Input data:

######

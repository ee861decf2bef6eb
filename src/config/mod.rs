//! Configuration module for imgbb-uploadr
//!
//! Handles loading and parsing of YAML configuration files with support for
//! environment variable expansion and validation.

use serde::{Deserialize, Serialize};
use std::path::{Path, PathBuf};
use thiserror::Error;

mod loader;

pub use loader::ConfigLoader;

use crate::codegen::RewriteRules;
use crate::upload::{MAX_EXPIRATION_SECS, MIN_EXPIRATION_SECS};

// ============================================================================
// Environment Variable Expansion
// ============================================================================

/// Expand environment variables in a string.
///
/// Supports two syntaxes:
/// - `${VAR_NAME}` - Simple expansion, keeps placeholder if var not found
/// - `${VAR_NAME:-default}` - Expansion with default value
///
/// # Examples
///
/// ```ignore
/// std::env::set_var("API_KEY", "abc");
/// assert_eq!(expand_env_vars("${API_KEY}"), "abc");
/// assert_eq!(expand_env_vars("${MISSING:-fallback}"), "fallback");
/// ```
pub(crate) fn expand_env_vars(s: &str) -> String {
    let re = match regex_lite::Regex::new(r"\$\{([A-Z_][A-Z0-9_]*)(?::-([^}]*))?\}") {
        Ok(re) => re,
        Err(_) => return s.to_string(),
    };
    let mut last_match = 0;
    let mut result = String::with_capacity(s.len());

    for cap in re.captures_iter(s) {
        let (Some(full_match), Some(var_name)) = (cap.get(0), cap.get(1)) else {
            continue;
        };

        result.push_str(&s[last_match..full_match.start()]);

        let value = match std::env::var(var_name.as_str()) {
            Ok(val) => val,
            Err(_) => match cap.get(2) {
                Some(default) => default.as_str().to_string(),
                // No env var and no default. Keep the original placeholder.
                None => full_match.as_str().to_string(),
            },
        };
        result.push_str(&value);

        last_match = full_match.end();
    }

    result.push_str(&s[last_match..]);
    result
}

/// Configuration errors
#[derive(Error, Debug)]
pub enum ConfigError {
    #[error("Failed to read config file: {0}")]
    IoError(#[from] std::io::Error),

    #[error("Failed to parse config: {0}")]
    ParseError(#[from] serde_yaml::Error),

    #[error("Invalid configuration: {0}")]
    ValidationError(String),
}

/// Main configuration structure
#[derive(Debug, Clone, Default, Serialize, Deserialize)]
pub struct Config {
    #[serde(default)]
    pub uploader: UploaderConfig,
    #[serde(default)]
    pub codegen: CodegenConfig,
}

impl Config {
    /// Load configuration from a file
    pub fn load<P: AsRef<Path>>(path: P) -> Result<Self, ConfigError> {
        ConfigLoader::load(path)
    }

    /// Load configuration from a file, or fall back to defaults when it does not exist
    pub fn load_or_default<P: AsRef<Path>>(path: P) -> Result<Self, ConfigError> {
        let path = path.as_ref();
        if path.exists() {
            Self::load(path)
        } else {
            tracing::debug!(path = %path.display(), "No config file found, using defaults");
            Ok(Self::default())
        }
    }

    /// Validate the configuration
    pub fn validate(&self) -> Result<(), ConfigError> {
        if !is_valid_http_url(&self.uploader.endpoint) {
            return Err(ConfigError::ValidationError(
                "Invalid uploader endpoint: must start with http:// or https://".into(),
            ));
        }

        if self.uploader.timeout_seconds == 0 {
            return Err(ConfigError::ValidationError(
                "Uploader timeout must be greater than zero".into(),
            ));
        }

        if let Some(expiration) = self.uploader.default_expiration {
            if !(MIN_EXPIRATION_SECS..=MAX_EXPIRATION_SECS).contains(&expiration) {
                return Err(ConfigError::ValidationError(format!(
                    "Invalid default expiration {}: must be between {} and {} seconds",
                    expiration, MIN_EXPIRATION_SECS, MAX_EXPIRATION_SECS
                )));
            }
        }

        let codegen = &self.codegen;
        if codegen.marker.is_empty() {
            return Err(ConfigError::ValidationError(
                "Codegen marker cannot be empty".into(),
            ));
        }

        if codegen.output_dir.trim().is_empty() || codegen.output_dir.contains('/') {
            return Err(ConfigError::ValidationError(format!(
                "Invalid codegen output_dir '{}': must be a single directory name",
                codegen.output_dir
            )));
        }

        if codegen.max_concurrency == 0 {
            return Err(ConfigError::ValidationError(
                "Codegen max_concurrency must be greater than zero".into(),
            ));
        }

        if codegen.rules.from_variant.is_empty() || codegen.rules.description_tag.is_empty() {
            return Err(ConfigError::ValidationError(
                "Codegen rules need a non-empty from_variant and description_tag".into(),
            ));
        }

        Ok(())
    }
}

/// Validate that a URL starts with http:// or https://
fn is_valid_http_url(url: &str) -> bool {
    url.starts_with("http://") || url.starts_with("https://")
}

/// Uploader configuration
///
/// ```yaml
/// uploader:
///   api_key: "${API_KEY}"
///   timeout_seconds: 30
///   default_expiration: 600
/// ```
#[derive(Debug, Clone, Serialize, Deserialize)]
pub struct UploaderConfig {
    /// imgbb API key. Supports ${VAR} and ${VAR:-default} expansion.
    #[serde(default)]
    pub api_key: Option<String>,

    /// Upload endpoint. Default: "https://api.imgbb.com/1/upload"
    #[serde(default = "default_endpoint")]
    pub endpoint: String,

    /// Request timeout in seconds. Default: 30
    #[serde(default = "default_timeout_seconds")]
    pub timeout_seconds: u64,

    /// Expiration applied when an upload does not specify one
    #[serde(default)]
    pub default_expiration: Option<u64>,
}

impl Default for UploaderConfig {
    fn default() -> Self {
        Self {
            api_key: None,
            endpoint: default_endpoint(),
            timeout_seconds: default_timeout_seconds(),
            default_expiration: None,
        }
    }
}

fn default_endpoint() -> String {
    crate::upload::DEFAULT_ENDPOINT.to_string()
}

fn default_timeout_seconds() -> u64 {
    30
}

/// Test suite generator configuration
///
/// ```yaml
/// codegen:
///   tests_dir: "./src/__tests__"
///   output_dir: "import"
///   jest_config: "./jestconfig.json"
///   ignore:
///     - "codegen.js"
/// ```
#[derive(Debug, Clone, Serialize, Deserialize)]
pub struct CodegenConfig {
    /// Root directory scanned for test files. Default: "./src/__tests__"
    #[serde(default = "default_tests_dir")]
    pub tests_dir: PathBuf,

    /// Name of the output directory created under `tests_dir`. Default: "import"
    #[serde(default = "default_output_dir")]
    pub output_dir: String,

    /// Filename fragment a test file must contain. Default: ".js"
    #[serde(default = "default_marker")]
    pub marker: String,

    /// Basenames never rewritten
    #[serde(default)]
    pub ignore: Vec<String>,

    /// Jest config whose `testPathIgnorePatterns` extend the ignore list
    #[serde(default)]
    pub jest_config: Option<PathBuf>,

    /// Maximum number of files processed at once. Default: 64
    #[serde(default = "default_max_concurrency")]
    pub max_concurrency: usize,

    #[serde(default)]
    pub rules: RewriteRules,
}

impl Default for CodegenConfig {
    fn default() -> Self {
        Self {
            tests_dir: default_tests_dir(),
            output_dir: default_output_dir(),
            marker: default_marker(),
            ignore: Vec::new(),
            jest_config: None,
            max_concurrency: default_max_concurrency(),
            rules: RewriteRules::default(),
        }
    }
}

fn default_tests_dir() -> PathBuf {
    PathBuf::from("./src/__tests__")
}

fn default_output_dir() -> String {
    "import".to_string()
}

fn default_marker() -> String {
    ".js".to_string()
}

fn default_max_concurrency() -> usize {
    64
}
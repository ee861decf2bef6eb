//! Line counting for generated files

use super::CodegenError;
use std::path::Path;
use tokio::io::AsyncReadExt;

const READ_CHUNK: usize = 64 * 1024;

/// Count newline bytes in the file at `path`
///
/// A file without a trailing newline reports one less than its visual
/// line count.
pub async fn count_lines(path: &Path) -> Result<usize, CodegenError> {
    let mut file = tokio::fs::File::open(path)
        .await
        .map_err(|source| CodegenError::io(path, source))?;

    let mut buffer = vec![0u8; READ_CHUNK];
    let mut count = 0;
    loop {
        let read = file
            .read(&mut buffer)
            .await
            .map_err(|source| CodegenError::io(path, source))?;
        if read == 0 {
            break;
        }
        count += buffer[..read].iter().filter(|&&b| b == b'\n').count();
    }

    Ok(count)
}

######

Search the entries for the word "zero", then gather every line that has it.

                "Uploader timeout must be greater than zero".into(),
                "Codegen max_concurrency must be greater than zero".into(),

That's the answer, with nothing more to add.